A comprehensive introduction to phonetics, the study of the production of speech sounds and their acoustic characteristics. Students will learn to identify, classify, and transcribe sounds from a variety of languages. While intended primarily for Linguistics majors, this course will also be of interest to prospective language teachers and to majors in Speech, in Psychology, and in Communication Sciences and Disorders. 3 sh.

Prerequisites: LNGN 210 or departmental approval (for Cognitive Science majors).

LNGN332: Phonology (3 hours lecture)

Phonology studies how languages make use of a particular subset of all the possible speech sounds in a systematic way to produce meaningful units like words and sentences. The objectives of this course will be to give students experience in analyzing phonological data from a wide variety of languages and to survey current theories of phonology. 3 sh.
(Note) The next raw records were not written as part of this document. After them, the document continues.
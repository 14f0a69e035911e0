use super::Sequence;
use super::metadata::{MetadataError, SequenceMetadata};
use crate::core::io::tfs::{TfsError, TfsFile};
use crate::core::models::table::{SequenceTable, TableError};
use crate::core::models::value::{Header, Value};
use std::path::Path;
use thiserror::Error;
use tracing::{debug, info, instrument};

#[derive(Debug, Error)]
pub enum TwissError {
    #[error("Failed to read Twiss table: {0}")]
    Tfs(#[from] TfsError),
    #[error("Invalid Twiss header: {0}")]
    Metadata(#[from] MetadataError),
    #[error("No element named '{0}' in the Twiss table")]
    UnknownElement(String),
    #[error("Twiss table error: {0}")]
    Table(#[from] TableError),
}

/// A sequence backed by a lattice table whose positions are already resolved.
///
/// Rows are kept exactly as read (optionally sliced); nothing is recomputed.
#[derive(Debug, Clone)]
pub struct TwissSequence {
    name: String,
    metadata: SequenceMetadata,
    table: SequenceTable,
}

impl TwissSequence {
    /// Wraps an already parsed header and table.
    ///
    /// `from` and `to` select an inclusive range of rows by their `NAME` label.
    /// The sequence is named after the header's `NAME` field, falling back to
    /// the table's own name.
    pub fn new(
        header: Header,
        table: SequenceTable,
        from: Option<&str>,
        to: Option<&str>,
    ) -> Result<Self, TwissError> {
        let table = if from.is_some() || to.is_some() {
            let sliced = table.slice(from, to).map_err(slice_error)?;
            debug!(from, to, rows = sliced.len(), "Twiss table sliced.");
            sliced
        } else {
            table
        };
        let name = header
            .get("NAME")
            .and_then(Value::as_text)
            .map(str::to_string)
            .unwrap_or_else(|| table.name.clone());
        let metadata = SequenceMetadata::from_header(header)?;
        Ok(Self {
            name,
            metadata,
            table,
        })
    }

    /// Loads a TFS file, keeping only `columns` when given.
    #[instrument(skip_all, name = "twiss_from_tfs", fields(path = %path.as_ref().display()))]
    pub fn from_tfs_path<P: AsRef<Path>>(
        path: P,
        columns: Option<&[&str]>,
        from: Option<&str>,
        to: Option<&str>,
    ) -> Result<Self, TwissError> {
        let data = TfsFile::read_from_path(path.as_ref(), columns)?;
        let sequence = Self::new(data.header, data.table, from, to)?;
        info!(
            sequence = %sequence.name,
            rows = sequence.table.len(),
            "Twiss table loaded."
        );
        Ok(sequence)
    }

    pub fn table(&self) -> &SequenceTable {
        &self.table
    }

    pub fn len(&self) -> usize {
        self.table.len()
    }

    pub fn is_empty(&self) -> bool {
        self.table.is_empty()
    }
}

fn slice_error(error: TableError) -> TwissError {
    match error {
        TableError::UnknownLabel(label) => TwissError::UnknownElement(label),
        other => TwissError::Table(other),
    }
}

impl Sequence for TwissSequence {
    fn name(&self) -> &str {
        &self.name
    }

    fn metadata(&self) -> &SequenceMetadata {
        &self.metadata
    }

    fn to_table(&self) -> SequenceTable {
        self.table.clone()
    }
}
Prerequisites: LNGN 331 or departmental approval.

LNGN384: The Grammars of English (3 hours lecture)

A critical overview of traditional, structural, and transformational-generative approaches to the problems of analyzing the grammar of the English language; practical applications for teaching English and for understanding grammatical principles as a means of more effective writing and literary analysis. Cross listed with English, ENGL 384. 3 sh.

Prerequisites: ENWR 106 or HONP 101 or LNGN 210.

LNGN420: Language and the Mind (3 hours lecture)

An introduction to the major theoretical and methodological principles of Noam Chomsky's theory of Universal Grammar and what they tell us about structure of the human mind. 3 sh.

Prerequisites: LNGN 210 or PSYC 288 or LNGN 288 or PHIL 288 or CMPT 288.

PSYC348: Psycholinguistics (3 hours lecture)

Explores the study of language through linguistic, behavioral, and cognitive methods. Basic linguistic ideas are used for the explication of problems in grammar, cognitive structure, meaning, and speech production and comprehension. 3 sh.

Prerequisites: PSYC 203.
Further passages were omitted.